→ DATA EXCERPTS:
——————

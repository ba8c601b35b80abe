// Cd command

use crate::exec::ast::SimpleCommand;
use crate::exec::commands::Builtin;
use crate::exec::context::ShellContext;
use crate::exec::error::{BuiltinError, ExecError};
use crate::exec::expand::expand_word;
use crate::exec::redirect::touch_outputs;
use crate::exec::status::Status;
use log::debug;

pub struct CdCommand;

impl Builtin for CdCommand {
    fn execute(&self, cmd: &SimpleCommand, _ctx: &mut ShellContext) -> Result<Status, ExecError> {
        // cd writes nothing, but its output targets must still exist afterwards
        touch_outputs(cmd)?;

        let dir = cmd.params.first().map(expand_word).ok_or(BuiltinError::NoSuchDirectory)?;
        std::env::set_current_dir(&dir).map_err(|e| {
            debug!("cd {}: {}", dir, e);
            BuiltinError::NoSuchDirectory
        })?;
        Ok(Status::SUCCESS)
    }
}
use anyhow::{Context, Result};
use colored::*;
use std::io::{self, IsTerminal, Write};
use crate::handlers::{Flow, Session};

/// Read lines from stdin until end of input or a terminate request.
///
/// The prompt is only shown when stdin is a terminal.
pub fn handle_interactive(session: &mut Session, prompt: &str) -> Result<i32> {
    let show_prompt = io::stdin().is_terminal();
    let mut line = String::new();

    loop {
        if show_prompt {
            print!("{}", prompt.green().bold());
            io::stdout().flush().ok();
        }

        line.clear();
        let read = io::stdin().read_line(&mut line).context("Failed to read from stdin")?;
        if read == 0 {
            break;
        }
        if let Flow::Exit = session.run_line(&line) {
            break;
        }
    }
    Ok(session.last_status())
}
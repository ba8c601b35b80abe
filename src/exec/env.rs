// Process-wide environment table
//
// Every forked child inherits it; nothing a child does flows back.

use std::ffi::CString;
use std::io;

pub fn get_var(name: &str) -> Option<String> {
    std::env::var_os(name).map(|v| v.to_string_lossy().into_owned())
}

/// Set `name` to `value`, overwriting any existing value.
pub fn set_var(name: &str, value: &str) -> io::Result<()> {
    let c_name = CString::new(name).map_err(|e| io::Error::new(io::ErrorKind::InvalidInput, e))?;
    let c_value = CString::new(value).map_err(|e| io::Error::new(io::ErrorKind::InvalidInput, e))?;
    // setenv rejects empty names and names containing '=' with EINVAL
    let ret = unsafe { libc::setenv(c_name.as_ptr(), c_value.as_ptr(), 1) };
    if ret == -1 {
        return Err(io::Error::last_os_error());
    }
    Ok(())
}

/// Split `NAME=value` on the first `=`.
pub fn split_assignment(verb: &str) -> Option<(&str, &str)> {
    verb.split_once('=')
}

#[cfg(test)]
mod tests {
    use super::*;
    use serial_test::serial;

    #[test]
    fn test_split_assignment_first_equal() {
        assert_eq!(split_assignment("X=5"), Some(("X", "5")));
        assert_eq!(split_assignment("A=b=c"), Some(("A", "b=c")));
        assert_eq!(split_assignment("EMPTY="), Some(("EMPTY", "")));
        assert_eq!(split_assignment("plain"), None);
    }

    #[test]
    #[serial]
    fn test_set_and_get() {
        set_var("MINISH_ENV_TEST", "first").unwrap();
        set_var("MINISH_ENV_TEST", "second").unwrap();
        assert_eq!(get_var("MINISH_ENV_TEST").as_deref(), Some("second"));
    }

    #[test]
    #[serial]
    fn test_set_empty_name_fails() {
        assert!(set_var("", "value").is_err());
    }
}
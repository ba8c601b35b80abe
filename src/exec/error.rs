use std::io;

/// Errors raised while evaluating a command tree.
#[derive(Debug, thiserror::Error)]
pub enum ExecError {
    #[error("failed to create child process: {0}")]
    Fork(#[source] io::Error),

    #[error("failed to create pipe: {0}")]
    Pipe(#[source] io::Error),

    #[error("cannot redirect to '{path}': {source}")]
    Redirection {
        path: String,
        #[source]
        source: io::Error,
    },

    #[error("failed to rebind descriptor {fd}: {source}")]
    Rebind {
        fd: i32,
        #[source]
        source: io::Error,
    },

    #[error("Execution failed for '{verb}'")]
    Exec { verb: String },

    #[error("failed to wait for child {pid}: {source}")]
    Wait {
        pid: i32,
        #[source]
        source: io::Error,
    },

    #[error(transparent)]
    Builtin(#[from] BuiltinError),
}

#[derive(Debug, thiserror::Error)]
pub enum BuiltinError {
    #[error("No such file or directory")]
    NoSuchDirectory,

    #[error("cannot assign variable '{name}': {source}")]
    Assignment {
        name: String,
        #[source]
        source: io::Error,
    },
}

——————

→ WORK ITEM:
An exact copy of every record is needed.

→ OUTPUT OF THE EXERCISE:
repository ba8c601b35b80abe
// Cd command

use crate::exec::ast::SimpleCommand;
use crate::exec::commands::Builtin;
use crate::exec::context::ShellContext;
use crate::exec::error::{BuiltinError, ExecError};
use crate::exec::expand::expand_word;
use crate::exec::redirect::touch_outputs;
use crate::exec::status::Status;
use log::debug;

pub struct CdCommand;

impl Builtin for CdCommand {
    fn execute(&self, cmd: &SimpleCommand, _ctx: &mut ShellContext) -> Result<Status, ExecError> {
        // cd writes nothing, but its output targets must still exist afterwards
        touch_outputs(cmd)?;

        let dir = cmd.params.first().map(expand_word).ok_or(BuiltinError::NoSuchDirectory)?;
        std::env::set_current_dir(&dir).map_err(|e| {
            debug!("cd {}: {}", dir, e);
            BuiltinError::NoSuchDirectory
        })?;
        Ok(Status::SUCCESS)
    }
}
use anyhow::{Context, Result};
use colored::*;
use std::io::{self, IsTerminal, Write};
use crate::handlers::{Flow, Session};

/// Read lines from stdin until end of input or a terminate request.
///
/// The prompt is only shown when stdin is a terminal.
pub fn handle_interactive(session: &mut Session, prompt: &str) -> Result<i32> {
    let show_prompt = io::stdin().is_terminal();
    let mut line = String::new();

    loop {
        if show_prompt {
            print!("{}", prompt.green().bold());
            io::stdout().flush().ok();
        }

        line.clear();
        let read = io::stdin().read_line(&mut line).context("Failed to read from stdin")?;
        if read == 0 {
            break;
        }
        if let Flow::Exit = session.run_line(&line) {
            break;
        }
    }
    Ok(session.last_status())
}
repository ba8c601b35b80abe
filename src/exec/env.rs
// Process-wide environment table
//
// Every forked child inherits it; nothing a child does flows back.

use std::ffi::CString;
use std::io;

pub fn get_var(name: &str) -> Option<String> {
    std::env::var_os(name).map(|v| v.to_string_lossy().into_owned())
}

/// Set `name` to `value`, overwriting any existing value.
pub fn set_var(name: &str, value: &str) -> io::Result<()> {
    let c_name = CString::new(name).map_err(|e| io::Error::new(io::ErrorKind::InvalidInput, e))?;
    let c_value = CString::new(value).map_err(|e| io::Error::new(io::ErrorKind::InvalidInput, e))?;
    // setenv rejects empty names and names containing '=' with EINVAL
    let ret = unsafe { libc::setenv(c_name.as_ptr(), c_value.as_ptr(), 1) };
    if ret == -1 {
        return Err(io::Error::last_os_error());
    }
    Ok(())
}

/// Split `NAME=value` on the first `=`.
pub fn split_assignment(verb: &str) -> Option<(&str, &str)> {
    verb.split_once('=')
}

#[cfg(test)]
mod tests {
    use super::*;
    use serial_test::serial;

    #[test]
    fn test_split_assignment_first_equal() {
        assert_eq!(split_assignment("X=5"), Some(("X", "5")));
        assert_eq!(split_assignment("A=b=c"), Some(("A", "b=c")));
        assert_eq!(split_assignment("EMPTY="), Some(("EMPTY", "")));
        assert_eq!(split_assignment("plain"), None);
    }

    #[test]
    #[serial]
    fn test_set_and_get() {
        set_var("MINISH_ENV_TEST", "first").unwrap();
        set_var("MINISH_ENV_TEST", "second").unwrap();
        assert_eq!(get_var("MINISH_ENV_TEST").as_deref(), Some("second"));
    }

    #[test]
    #[serial]
    fn test_set_empty_name_fails() {
        assert!(set_var("", "value").is_err());
    }
}
repository ba8c601b35b80abe
filename src/exec/error.rs
use std::io;

/// Errors raised while evaluating a command tree.
#[derive(Debug, thiserror::Error)]
pub enum ExecError {
    #[error("failed to create child process: {0}")]
    Fork(#[source] io::Error),

    #[error("failed to create pipe: {0}")]
    Pipe(#[source] io::Error),

    #[error("cannot redirect to '{path}': {source}")]
    Redirection {
        path: String,
        #[source]
        source: io::Error,
    },

    #[error("failed to rebind descriptor {fd}: {source}")]
    Rebind {
        fd: i32,
        #[source]
        source: io::Error,
    },

    #[error("Execution failed for '{verb}'")]
    Exec { verb: String },

    #[error("failed to wait for child {pid}: {source}")]
    Wait {
        pid: i32,
        #[source]
        source: io::Error,
    },

    #[error(transparent)]
    Builtin(#[from] BuiltinError),
}

#[derive(Debug, thiserror::Error)]
pub enum BuiltinError {
    #[error("No such file or directory")]
    NoSuchDirectory,

    #[error("cannot assign variable '{name}': {source}")]
    Assignment {
        name: String,
        #[source]
        source: io::Error,
    },
}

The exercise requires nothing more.